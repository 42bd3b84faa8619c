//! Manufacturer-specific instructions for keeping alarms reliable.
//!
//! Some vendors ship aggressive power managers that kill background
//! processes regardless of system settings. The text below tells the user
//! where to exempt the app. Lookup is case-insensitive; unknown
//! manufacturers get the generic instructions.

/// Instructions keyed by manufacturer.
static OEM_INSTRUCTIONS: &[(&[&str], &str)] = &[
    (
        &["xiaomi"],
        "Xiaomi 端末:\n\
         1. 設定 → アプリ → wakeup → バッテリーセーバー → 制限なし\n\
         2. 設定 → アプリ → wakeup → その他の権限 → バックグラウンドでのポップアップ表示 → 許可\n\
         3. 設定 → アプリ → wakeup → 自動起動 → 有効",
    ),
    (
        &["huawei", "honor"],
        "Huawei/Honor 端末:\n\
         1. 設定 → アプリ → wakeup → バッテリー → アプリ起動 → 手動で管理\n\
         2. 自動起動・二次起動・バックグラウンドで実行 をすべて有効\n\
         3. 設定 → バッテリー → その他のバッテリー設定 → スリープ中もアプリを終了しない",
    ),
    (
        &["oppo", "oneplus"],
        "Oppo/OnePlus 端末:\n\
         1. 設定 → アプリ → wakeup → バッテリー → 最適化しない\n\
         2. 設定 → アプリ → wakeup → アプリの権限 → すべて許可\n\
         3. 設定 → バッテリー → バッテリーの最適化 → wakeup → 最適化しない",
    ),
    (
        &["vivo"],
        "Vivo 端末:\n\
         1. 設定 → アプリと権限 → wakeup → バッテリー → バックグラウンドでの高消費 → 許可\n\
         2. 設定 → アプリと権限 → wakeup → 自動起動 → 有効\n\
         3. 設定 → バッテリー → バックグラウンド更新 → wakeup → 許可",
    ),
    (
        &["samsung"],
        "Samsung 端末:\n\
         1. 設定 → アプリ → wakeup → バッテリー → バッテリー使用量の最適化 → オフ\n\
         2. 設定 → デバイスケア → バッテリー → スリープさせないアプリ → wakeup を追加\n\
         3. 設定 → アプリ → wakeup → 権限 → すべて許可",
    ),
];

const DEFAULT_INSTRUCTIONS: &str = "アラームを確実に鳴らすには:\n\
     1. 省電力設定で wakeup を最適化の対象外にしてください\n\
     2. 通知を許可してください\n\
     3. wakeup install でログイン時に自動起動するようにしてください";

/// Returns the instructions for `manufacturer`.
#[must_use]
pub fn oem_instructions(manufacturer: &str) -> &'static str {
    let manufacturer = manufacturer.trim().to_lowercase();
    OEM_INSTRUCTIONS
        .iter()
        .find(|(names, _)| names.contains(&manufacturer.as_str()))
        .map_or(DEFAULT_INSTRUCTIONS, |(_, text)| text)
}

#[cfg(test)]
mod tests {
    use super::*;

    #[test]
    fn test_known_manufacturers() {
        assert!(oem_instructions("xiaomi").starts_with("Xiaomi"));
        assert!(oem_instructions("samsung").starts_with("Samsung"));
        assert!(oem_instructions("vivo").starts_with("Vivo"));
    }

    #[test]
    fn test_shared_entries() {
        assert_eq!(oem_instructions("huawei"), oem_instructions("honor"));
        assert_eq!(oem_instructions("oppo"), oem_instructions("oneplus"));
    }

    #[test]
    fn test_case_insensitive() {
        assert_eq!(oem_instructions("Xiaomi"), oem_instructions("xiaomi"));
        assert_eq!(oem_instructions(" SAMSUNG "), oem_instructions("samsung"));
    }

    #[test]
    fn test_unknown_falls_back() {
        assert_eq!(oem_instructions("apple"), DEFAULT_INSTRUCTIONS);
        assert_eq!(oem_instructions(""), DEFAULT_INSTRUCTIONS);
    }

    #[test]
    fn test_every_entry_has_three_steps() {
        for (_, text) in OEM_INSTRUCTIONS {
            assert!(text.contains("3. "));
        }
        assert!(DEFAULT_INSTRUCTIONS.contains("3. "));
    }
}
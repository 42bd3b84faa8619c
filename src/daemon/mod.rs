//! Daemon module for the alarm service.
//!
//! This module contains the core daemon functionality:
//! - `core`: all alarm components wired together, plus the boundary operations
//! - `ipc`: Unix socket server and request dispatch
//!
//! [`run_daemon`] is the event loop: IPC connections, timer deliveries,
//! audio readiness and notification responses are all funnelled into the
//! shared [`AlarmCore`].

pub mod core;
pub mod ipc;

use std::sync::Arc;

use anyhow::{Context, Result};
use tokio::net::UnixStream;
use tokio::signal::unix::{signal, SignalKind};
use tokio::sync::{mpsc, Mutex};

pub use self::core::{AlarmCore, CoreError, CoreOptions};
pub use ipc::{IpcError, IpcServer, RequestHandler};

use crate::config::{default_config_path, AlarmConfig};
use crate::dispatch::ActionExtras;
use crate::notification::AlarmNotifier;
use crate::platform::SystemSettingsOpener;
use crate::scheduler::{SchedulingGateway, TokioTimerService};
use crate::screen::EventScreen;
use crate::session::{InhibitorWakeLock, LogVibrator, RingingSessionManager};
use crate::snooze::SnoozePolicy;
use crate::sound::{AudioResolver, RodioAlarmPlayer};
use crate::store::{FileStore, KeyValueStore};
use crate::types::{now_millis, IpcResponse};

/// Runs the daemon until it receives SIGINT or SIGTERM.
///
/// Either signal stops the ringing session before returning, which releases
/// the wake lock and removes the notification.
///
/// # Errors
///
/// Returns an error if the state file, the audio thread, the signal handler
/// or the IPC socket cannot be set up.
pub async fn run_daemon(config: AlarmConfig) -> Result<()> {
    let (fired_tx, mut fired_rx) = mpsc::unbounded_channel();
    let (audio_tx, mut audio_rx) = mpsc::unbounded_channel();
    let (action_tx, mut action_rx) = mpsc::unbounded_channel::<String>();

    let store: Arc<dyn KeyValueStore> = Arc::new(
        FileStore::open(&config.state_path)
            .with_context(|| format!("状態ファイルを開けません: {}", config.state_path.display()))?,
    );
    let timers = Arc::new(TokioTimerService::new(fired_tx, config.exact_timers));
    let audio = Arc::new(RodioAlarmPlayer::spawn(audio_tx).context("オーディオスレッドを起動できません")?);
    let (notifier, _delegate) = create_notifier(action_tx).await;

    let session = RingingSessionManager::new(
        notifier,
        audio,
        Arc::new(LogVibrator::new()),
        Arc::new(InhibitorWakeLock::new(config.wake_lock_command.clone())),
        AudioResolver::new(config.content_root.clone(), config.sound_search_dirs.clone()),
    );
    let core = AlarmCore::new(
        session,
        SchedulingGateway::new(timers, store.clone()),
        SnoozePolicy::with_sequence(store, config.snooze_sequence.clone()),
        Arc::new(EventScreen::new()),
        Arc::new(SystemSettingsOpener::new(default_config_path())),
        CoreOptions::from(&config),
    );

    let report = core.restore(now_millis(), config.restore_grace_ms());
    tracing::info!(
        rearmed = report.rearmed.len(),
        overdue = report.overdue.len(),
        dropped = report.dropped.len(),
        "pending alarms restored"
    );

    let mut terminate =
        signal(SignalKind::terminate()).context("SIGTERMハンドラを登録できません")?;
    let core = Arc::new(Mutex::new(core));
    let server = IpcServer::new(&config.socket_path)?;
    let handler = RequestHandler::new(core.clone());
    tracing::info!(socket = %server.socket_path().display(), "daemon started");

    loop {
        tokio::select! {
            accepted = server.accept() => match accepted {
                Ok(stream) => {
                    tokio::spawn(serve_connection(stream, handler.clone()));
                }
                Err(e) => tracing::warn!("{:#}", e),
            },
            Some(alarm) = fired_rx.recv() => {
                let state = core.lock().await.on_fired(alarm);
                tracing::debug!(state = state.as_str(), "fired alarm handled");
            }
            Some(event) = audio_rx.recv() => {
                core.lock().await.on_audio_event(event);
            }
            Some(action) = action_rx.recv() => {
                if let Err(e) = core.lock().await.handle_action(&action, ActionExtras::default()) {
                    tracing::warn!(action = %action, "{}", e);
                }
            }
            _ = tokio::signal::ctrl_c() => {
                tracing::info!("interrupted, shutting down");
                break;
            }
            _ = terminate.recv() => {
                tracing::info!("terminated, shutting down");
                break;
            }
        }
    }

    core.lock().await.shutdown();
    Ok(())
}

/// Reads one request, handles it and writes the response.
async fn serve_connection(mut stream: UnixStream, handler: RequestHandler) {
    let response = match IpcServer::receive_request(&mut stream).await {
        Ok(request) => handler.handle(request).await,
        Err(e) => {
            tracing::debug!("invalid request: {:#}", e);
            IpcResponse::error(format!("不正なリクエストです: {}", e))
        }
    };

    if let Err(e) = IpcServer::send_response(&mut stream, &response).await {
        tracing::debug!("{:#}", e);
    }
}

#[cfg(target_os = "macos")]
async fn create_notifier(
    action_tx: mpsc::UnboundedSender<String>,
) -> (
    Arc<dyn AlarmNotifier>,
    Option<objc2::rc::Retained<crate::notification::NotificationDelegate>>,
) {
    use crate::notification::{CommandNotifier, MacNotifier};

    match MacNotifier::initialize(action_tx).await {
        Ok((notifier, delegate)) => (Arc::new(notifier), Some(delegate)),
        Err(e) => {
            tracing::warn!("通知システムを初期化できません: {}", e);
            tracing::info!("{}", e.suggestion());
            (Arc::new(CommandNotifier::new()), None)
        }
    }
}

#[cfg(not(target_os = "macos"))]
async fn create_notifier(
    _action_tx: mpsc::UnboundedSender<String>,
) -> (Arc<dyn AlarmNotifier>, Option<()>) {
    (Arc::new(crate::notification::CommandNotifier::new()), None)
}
------
**Exercise**
When you come to the line containing "2. 自動起動・二次起動・バックグラウンドで実行 をすべて有効\n\", give it and stop; before that, repeat each line of the material exactly from the first one.

**Reply**
repository 42bd3b84faa8619c
//! Manufacturer-specific instructions for keeping alarms reliable.
//!
//! Some vendors ship aggressive power managers that kill background
//! processes regardless of system settings. The text below tells the user
//! where to exempt the app. Lookup is case-insensitive; unknown
//! manufacturers get the generic instructions.

/// Instructions keyed by manufacturer.
static OEM_INSTRUCTIONS: &[(&[&str], &str)] = &[
    (
        &["xiaomi"],
        "Xiaomi 端末:\n\
         1. 設定 → アプリ → wakeup → バッテリーセーバー → 制限なし\n\
         2. 設定 → アプリ → wakeup → その他の権限 → バックグラウンドでのポップアップ表示 → 許可\n\
         3. 設定 → アプリ → wakeup → 自動起動 → 有効",
    ),
    (
        &["huawei", "honor"],
        "Huawei/Honor 端末:\n\
         1. 設定 → アプリ → wakeup → バッテリー → アプリ起動 → 手動で管理\n\
         2. 自動起動・二次起動・バックグラウンドで実行 をすべて有効\n\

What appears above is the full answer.